• WHAT YOU HAVE TO DO: Please count the lines in the entries below that include the word "values", and give only the number.
______________________________
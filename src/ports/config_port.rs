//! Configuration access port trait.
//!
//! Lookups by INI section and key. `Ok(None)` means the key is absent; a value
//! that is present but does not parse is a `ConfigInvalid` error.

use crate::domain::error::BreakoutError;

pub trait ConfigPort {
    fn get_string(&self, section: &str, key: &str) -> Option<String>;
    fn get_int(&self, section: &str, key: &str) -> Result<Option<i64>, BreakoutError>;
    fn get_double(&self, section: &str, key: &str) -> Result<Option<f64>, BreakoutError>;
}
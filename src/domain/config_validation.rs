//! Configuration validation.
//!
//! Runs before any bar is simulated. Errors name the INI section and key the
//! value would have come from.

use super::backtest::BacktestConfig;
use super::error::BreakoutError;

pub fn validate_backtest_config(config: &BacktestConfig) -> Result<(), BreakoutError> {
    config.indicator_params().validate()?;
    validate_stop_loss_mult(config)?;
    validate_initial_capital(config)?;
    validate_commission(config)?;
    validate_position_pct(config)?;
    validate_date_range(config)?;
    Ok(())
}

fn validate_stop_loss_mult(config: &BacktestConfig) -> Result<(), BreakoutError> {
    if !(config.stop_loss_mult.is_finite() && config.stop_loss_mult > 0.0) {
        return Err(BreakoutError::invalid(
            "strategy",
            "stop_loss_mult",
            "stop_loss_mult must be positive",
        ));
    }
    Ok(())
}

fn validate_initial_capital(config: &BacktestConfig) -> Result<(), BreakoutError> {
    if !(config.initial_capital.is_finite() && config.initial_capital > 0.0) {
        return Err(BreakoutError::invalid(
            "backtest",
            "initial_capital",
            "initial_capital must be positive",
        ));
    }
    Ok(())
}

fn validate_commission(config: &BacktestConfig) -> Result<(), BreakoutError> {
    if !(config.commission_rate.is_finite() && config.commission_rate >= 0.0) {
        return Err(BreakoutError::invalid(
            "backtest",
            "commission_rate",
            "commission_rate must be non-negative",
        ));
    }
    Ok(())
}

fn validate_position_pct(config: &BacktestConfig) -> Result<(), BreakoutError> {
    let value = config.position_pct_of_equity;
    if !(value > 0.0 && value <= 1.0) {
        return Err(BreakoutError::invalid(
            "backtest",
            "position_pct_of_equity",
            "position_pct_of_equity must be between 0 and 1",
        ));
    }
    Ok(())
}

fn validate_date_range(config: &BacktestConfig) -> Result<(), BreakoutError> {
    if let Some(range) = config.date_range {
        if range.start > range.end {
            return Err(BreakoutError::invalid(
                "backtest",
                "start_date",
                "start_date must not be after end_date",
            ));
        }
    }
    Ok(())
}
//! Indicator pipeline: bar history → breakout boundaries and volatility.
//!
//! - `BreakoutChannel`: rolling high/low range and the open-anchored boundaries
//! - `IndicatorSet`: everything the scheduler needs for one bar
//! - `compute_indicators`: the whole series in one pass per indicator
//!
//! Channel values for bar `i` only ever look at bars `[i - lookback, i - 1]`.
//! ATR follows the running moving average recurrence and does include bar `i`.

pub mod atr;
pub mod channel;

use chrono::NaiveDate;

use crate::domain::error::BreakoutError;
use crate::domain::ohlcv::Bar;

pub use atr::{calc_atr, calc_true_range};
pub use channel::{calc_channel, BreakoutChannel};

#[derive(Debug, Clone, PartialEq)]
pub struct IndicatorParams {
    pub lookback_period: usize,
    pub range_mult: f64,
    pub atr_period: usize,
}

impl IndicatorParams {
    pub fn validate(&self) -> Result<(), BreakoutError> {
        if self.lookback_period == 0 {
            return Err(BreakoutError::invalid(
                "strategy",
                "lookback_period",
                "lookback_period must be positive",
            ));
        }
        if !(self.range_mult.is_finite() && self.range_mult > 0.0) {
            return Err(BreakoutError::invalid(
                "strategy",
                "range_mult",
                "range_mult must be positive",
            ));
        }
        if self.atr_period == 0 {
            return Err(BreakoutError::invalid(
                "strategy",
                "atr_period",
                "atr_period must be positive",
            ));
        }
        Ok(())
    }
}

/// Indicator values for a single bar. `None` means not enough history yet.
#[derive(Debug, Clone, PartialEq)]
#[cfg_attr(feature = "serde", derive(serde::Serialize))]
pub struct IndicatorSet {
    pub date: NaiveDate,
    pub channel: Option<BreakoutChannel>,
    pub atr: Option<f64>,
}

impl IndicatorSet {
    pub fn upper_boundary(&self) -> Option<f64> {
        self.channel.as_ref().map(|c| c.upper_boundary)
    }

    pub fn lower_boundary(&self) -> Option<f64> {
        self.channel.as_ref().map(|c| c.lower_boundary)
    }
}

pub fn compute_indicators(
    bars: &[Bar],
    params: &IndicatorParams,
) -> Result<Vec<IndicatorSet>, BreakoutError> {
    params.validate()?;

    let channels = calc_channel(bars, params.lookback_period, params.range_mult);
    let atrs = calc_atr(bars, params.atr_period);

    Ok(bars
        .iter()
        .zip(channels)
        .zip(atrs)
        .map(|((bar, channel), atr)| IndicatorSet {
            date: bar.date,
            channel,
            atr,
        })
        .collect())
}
______________________________
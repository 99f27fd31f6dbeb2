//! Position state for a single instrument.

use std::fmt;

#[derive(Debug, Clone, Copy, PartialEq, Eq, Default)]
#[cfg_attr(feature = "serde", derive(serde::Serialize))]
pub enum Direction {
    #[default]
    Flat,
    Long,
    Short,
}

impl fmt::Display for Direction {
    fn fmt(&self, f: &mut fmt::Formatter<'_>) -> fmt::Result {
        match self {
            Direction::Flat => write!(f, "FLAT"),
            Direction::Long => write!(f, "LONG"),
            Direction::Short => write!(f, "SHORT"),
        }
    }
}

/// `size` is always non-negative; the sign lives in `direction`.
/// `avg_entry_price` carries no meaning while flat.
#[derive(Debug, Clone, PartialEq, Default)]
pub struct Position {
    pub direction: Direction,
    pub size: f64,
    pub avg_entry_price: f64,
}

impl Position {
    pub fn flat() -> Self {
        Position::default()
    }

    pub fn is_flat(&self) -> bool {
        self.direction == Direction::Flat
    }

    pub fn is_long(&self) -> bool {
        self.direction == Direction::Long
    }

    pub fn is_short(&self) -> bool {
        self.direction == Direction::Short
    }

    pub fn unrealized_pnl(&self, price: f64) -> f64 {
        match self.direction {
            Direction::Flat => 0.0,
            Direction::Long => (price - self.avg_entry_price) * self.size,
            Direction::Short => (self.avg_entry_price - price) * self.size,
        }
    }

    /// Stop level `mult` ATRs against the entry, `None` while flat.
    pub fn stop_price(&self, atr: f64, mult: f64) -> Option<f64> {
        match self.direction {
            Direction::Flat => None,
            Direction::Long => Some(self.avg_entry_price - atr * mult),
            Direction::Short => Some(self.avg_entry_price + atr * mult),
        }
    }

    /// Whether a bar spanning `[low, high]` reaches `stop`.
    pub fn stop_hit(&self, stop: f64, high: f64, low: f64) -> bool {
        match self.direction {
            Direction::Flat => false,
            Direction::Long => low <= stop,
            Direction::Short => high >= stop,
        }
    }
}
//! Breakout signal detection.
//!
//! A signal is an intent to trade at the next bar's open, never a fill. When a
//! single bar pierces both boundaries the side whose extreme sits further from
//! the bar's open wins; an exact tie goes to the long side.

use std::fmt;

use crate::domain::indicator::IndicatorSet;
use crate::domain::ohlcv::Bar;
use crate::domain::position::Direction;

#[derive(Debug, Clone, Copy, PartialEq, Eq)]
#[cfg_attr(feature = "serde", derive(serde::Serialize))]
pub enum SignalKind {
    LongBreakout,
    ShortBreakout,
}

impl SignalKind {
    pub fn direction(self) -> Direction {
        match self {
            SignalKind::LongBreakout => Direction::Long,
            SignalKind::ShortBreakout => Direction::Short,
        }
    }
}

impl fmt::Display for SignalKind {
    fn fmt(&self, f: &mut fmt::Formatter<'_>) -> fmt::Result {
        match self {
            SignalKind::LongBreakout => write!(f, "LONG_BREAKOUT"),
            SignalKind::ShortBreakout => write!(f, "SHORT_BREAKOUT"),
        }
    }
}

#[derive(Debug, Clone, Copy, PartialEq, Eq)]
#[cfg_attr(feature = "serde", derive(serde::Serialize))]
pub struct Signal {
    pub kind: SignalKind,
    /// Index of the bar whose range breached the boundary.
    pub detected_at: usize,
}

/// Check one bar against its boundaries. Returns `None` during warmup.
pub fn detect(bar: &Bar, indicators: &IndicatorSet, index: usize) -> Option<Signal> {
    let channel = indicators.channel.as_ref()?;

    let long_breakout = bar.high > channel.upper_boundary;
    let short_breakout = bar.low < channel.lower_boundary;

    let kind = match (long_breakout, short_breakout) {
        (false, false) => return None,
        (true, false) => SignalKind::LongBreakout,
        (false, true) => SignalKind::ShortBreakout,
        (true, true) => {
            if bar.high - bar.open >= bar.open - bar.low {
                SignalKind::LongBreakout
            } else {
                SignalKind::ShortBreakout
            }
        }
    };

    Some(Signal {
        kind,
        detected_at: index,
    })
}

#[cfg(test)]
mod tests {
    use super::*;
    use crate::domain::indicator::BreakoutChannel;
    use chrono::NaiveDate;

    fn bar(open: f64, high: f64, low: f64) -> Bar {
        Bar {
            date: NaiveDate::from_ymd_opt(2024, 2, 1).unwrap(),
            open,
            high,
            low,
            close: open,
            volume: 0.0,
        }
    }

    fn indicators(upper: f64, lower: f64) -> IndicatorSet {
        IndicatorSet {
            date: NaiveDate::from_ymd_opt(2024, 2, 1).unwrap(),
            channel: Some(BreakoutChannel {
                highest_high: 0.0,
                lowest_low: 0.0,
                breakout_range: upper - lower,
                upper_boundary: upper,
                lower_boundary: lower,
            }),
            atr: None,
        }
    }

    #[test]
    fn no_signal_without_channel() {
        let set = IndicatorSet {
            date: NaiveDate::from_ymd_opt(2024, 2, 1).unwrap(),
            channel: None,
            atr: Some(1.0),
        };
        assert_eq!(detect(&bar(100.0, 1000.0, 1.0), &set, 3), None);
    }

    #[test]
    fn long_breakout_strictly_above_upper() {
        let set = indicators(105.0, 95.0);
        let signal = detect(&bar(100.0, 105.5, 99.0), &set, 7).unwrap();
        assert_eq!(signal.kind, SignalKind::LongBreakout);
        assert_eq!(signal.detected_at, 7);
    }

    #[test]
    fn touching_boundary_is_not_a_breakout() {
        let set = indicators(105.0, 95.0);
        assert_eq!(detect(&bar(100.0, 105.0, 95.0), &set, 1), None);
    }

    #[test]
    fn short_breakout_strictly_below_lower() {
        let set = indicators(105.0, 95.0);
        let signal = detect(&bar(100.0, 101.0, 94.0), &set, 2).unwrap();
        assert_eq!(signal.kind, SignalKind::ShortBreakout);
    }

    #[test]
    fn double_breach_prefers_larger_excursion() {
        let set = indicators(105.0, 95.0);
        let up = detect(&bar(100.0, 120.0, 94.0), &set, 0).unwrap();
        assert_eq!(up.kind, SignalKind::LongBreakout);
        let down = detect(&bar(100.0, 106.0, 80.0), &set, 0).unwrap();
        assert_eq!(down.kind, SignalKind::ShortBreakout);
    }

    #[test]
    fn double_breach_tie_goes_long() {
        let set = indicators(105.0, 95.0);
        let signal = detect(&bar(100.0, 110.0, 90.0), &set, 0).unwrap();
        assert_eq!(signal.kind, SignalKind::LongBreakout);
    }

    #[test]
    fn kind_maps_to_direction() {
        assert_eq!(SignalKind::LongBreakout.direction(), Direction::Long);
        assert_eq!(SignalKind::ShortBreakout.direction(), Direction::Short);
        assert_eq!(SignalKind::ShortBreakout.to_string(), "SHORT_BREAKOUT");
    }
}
______________________________
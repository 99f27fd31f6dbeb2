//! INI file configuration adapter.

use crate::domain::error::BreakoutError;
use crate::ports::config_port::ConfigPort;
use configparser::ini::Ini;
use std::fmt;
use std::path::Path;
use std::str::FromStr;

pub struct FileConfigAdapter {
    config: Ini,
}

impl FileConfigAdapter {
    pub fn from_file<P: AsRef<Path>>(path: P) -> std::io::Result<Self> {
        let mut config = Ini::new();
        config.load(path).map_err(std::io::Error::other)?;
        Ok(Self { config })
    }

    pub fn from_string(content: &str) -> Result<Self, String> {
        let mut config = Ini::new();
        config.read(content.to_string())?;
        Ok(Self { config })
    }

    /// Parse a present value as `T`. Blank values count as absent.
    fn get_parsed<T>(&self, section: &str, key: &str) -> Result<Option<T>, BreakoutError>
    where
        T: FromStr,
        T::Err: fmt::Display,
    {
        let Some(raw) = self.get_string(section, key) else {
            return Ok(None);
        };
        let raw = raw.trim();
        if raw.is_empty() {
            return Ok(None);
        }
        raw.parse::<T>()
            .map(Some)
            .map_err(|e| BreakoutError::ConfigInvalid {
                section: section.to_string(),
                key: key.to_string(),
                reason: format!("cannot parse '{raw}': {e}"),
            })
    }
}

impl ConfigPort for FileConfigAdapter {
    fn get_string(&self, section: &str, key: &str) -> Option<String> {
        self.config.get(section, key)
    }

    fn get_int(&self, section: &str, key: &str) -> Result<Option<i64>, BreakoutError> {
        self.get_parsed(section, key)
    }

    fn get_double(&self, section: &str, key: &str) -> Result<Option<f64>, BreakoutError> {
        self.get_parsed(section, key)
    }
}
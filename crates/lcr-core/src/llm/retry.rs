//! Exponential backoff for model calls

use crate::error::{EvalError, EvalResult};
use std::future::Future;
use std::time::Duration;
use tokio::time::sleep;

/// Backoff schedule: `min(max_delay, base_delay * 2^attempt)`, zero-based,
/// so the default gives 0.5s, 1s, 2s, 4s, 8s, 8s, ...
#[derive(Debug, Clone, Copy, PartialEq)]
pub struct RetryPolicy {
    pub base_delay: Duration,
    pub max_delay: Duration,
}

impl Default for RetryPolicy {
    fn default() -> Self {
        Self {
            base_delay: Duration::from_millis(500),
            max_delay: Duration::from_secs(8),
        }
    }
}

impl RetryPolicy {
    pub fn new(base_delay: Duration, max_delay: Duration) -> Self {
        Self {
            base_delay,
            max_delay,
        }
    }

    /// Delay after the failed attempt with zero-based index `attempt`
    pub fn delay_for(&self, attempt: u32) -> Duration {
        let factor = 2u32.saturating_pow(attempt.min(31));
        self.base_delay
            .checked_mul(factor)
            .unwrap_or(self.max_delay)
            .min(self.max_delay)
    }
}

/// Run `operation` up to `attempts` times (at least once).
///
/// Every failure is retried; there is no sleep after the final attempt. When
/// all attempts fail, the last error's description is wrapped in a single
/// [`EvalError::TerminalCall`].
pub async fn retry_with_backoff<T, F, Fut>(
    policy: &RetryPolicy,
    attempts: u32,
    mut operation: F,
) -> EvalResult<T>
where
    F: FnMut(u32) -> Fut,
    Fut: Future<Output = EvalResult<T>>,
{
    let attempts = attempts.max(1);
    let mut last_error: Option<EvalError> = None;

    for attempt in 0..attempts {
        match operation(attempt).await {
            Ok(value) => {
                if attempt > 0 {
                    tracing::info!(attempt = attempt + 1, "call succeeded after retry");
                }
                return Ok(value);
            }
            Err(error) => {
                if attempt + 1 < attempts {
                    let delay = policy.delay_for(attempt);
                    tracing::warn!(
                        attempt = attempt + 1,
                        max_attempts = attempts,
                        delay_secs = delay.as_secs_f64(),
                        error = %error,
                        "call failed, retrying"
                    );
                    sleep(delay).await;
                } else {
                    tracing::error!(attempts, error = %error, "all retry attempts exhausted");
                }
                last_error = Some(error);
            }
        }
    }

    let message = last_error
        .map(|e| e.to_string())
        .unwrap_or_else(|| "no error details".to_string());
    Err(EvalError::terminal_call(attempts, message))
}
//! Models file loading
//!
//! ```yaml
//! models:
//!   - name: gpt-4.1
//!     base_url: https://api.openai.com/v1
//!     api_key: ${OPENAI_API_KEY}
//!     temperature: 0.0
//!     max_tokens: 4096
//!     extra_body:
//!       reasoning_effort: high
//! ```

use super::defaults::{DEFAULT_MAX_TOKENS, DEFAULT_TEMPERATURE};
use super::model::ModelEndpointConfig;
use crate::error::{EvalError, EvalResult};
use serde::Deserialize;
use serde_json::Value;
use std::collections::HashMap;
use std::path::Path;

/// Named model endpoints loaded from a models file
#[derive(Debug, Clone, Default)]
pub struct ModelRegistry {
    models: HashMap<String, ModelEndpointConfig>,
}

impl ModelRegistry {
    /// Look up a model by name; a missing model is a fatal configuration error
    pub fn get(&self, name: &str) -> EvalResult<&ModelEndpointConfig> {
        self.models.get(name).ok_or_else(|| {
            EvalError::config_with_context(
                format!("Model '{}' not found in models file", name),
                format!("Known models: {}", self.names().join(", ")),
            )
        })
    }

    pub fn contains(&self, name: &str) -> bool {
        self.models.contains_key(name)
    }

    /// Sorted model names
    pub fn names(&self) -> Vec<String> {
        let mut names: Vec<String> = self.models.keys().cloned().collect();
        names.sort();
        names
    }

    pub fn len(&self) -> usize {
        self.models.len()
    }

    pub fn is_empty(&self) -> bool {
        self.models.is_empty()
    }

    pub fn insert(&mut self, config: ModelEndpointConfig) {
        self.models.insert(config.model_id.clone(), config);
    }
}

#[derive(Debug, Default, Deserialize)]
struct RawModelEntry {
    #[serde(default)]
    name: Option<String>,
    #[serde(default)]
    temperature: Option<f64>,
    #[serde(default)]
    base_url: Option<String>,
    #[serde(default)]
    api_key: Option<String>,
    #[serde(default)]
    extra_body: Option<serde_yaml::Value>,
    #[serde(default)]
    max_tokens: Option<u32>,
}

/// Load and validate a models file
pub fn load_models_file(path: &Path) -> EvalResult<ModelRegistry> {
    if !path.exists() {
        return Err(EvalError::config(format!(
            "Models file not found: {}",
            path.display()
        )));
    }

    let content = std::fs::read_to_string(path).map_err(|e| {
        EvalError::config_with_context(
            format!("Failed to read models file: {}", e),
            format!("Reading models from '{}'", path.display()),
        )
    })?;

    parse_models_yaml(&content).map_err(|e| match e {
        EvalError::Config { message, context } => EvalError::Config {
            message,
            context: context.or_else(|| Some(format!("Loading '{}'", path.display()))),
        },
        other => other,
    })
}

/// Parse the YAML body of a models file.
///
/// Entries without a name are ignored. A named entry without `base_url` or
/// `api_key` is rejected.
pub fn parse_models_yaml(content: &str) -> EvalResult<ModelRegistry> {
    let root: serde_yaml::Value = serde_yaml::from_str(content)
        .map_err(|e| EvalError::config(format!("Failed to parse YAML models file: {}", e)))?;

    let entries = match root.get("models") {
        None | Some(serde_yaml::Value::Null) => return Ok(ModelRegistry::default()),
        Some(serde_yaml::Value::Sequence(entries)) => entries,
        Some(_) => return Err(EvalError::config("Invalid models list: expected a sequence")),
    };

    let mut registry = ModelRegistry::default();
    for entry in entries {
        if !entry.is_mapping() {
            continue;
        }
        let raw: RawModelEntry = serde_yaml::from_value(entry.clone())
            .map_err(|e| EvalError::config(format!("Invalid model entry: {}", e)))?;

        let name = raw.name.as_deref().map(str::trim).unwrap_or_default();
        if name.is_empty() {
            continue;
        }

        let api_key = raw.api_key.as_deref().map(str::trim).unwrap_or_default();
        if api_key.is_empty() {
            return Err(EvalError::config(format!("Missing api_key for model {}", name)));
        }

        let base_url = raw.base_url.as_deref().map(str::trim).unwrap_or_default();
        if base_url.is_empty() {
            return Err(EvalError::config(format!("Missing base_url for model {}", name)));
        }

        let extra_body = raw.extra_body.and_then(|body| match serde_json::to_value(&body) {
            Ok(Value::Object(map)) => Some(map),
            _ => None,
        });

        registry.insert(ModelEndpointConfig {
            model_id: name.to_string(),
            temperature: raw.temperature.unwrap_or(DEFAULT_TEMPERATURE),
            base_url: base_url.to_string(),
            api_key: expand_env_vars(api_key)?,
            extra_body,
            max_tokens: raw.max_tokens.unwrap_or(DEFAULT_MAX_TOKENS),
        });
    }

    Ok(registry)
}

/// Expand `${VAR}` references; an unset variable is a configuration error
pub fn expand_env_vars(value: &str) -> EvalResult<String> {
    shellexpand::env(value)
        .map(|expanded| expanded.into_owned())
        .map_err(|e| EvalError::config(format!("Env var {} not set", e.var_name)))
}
______________________________
• SOLVED PROBLEM: 3